A federal judge in Florida has clapped back against that state’s new restrictive election law and more generally, voter suppression laws that threaten to undermine our representative democracy. In an opinion that spans almost 300 pages, U.S. District Judge Mark Walker for the Northern District of Florida struck down portions of the state’s election law as unconstitutional and, perhaps more importantly, took the rare step of placing the state under preclearance protection for certain changes it may want to make to its election laws.
This remedy is only possible where a judge finds a state’s history of discriminatory voting laws is so egregious that the state cannot be trusted.
This means that if, anytime in the next decade, Florida wants to alter its election laws, it must first get permission from a federal court. This rarely used remedy is only possible where a judge finds that a state’s history of discriminatory voting laws is so egregious that it cannot be trusted to enact its own voting laws and must first check in with the court.
Walker’s opinion is the first judicial opinion to strike down portions of a restrictive voting law since restrictive voting laws began sweeping the nation after the 2020 elections and the subsequent lie that there was widespread voter fraud. The judge’s opinion is a stinging rebuke to an onslaught of voter suppression laws and the judicial decisions that have condoned them. The opinion reads more like a treatise on the importance of voting rights, the discrimination and excessive partisanship of lawmakers who have trampled on them, and the acquiescence and abdication of responsibility of judges who have happily allowed them to get away with it.
Almost a year ago, Florida enacted a law meant to make it harder for Black people to vote. That, at least, is Walker’s conclusion. As he put it in his ruling, when “the Florida Legislature passes law after law disproportionately burdening Black voters, this Court can no longer accept that the effect is incidental.” Florida’s election law, among other things, limited the use of ballot drop boxes, placed new restrictions on organizations engaged in voter registration, and placed limits on so-called “line-warming” activities, such as providing food and water to people standing in line to vote.

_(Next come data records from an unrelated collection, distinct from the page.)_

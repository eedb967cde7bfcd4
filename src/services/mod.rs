pub mod authorization;
pub mod reassignment;
pub mod users;

pub use authorization::{AuthError, AuthorizationService, Capability};
pub use reassignment::{
    ReassignmentOutcome, SupervisorAssignment, SupervisorError, SupervisorReassignment,
    ValidationError,
};
pub use users::{UserAdminError, UserAdminService};

/// Normalize an email for lookup and storage: trim and ASCII-lowercase.
pub fn normalize_email(raw: &str) -> String {
    raw.trim().to_ascii_lowercase()
}

/// Syntactic email check: exactly one `@`, a non-empty local part, and a
/// dot-bearing, whitespace-free domain. Deliverability is the transport's
/// problem.
pub fn is_valid_email(email: &str) -> bool {
    let mut parts = email.splitn(2, '@');
    let local = parts.next().unwrap_or("");
    let domain = match parts.next() {
        Some(d) => d,
        None => return false,
    };

    if local.is_empty() || domain.is_empty() {
        return false;
    }
    if domain.contains('@') || !domain.contains('.') {
        return false;
    }
    if domain.starts_with('.') || domain.ends_with('.') {
        return false;
    }
    !email.chars().any(|c| c.is_whitespace())
}
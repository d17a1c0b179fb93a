//! ringwatch-daemon library: UDP hosting for `ringwatch-core`.
//!
//! A thin layer that binds one daemon of a cluster to a UDP socket and
//! drives its `FaultContext` from a tokio event loop. Exposed as a library
//! so integration tests can run several daemons in one process.

pub mod cluster;
pub mod daemon;
pub mod udp;

pub use cluster::{ClusterError, ClusterFile, ConfigOverrides};
pub use daemon::Daemon;
pub use udp::{IncomingDatagram, UdpLink, UdpTransport, MAX_DATAGRAM_SIZE};
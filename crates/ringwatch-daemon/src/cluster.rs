//! Cluster file: the static description of a daemon group.
//!
//! ```yaml
//! job: 0
//! daemons:
//!   - 127.0.0.1:7001   # rank 1
//!   - 127.0.0.1:7002   # rank 2
//! app_job: 1
//! hosted:
//!   1: [0, 1]
//!   2: [2, 3]
//! ringwatch:
//!   detector:
//!     heartbeat_period: 0.5
//!     heartbeat_timeout: 1.5
//! ```

use ringwatch_core::{
    ConfigError, GroupInfo, JobId, ProcessId, Rank, RingwatchConfig, StaticLookup,
};
use serde::{Deserialize, Serialize};
use std::collections::BTreeMap;
use std::net::SocketAddr;
use std::path::{Path, PathBuf};
use std::time::Duration;
use thiserror::Error;

#[derive(Debug, Error)]
pub enum ClusterError {
    #[error("failed to read cluster file {path}: {source}")]
    Io {
        path: PathBuf,
        #[source]
        source: std::io::Error,
    },

    #[error("invalid cluster file: {0}")]
    Parse(#[from] serde_yaml::Error),

    #[error("cluster file lists no daemons")]
    NoDaemons,

    #[error("rank {rank} is outside the cluster (1..={size})")]
    RankOutOfRange { rank: Rank, size: u32 },

    #[error("hosted processes are listed but app_job is not set")]
    MissingAppJob,

    #[error(transparent)]
    Config(#[from] ConfigError),
}

#[derive(Debug, Clone, Serialize, Deserialize)]
pub struct ClusterFile {
    /// Job id of the daemon group
    pub job: JobId,
    /// Daemon addresses; the daemon at index `i` has rank `i + 1`
    pub daemons: Vec<SocketAddr>,
    /// Job id of the application processes hosted by the daemons
    #[serde(default)]
    pub app_job: Option<JobId>,
    /// Application ranks hosted by each daemon
    #[serde(default)]
    pub hosted: BTreeMap<Rank, Vec<Rank>>,
    #[serde(default)]
    pub ringwatch: RingwatchConfig,
}

impl ClusterFile {
    pub fn load(path: &Path) -> Result<Self, ClusterError> {
        let text = std::fs::read_to_string(path).map_err(|source| ClusterError::Io {
            path: path.to_path_buf(),
            source,
        })?;
        Self::from_yaml(&text)
    }

    pub fn from_yaml(text: &str) -> Result<Self, ClusterError> {
        let cluster: Self = serde_yaml::from_str(text)?;
        cluster.validate()?;
        Ok(cluster)
    }

    pub fn to_yaml(&self) -> Result<String, ClusterError> {
        Ok(serde_yaml::to_string(self)?)
    }

    pub fn validate(&self) -> Result<(), ClusterError> {
        if self.daemons.is_empty() {
            return Err(ClusterError::NoDaemons);
        }
        if !self.hosted.is_empty() && self.app_job.is_none() {
            return Err(ClusterError::MissingAppJob);
        }
        for &rank in self.hosted.keys() {
            self.check_rank(rank)?;
        }
        self.ringwatch.validate()?;
        Ok(())
    }

    pub fn size(&self) -> u32 {
        self.daemons.len() as u32
    }

    pub fn address(&self, rank: Rank) -> Option<SocketAddr> {
        let index = rank.checked_sub(1)? as usize;
        self.daemons.get(index).copied()
    }

    pub fn group(&self, rank: Rank) -> Result<GroupInfo, ClusterError> {
        self.check_rank(rank)?;
        Ok(GroupInfo::new(self.job, rank, self.size()))
    }

    /// Hosted-process table for failure notifications.
    pub fn lookup(&self) -> StaticLookup {
        let mut lookup = StaticLookup::new();
        if let Some(app_job) = self.app_job {
            for (&daemon, ranks) in &self.hosted {
                let procs = ranks.iter().map(|&r| ProcessId::new(app_job, r)).collect();
                lookup.insert(daemon, procs);
            }
        }
        lookup
    }

    fn check_rank(&self, rank: Rank) -> Result<(), ClusterError> {
        if rank == 0 || rank > self.size() {
            return Err(ClusterError::RankOutOfRange {
                rank,
                size: self.size(),
            });
        }
        Ok(())
    }
}

/// Command-line adjustments layered over the cluster file's settings.
#[derive(Debug, Clone, Default)]
pub struct ConfigOverrides {
    pub heartbeat_period: Option<Duration>,
    pub heartbeat_timeout: Option<Duration>,
    pub disable_detector: bool,
}

impl ConfigOverrides {
    pub fn apply(&self, base: &RingwatchConfig) -> Result<RingwatchConfig, ConfigError> {
        let mut config = base.clone();
        if let Some(period) = self.heartbeat_period {
            config.detector.heartbeat_period = period;
        }
        if let Some(timeout) = self.heartbeat_timeout {
            config.detector.heartbeat_timeout = timeout;
        }
        if self.disable_detector {
            config.detector.enabled = false;
        }
        config.validate()?;
        Ok(config)
    }
}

Let’s be clear. Florida attempted to choke off additional routes to allow people to be eligible to vote and to exercise that right. Whenever our elected representatives try to make it harder for us to vote them out of office, we must ask them if they think throwing up barriers to vote is the only way they can keep power. While Republicans may claim these laws are about making voting more secure, we know this is, to use a legal phrase, complete hogwash.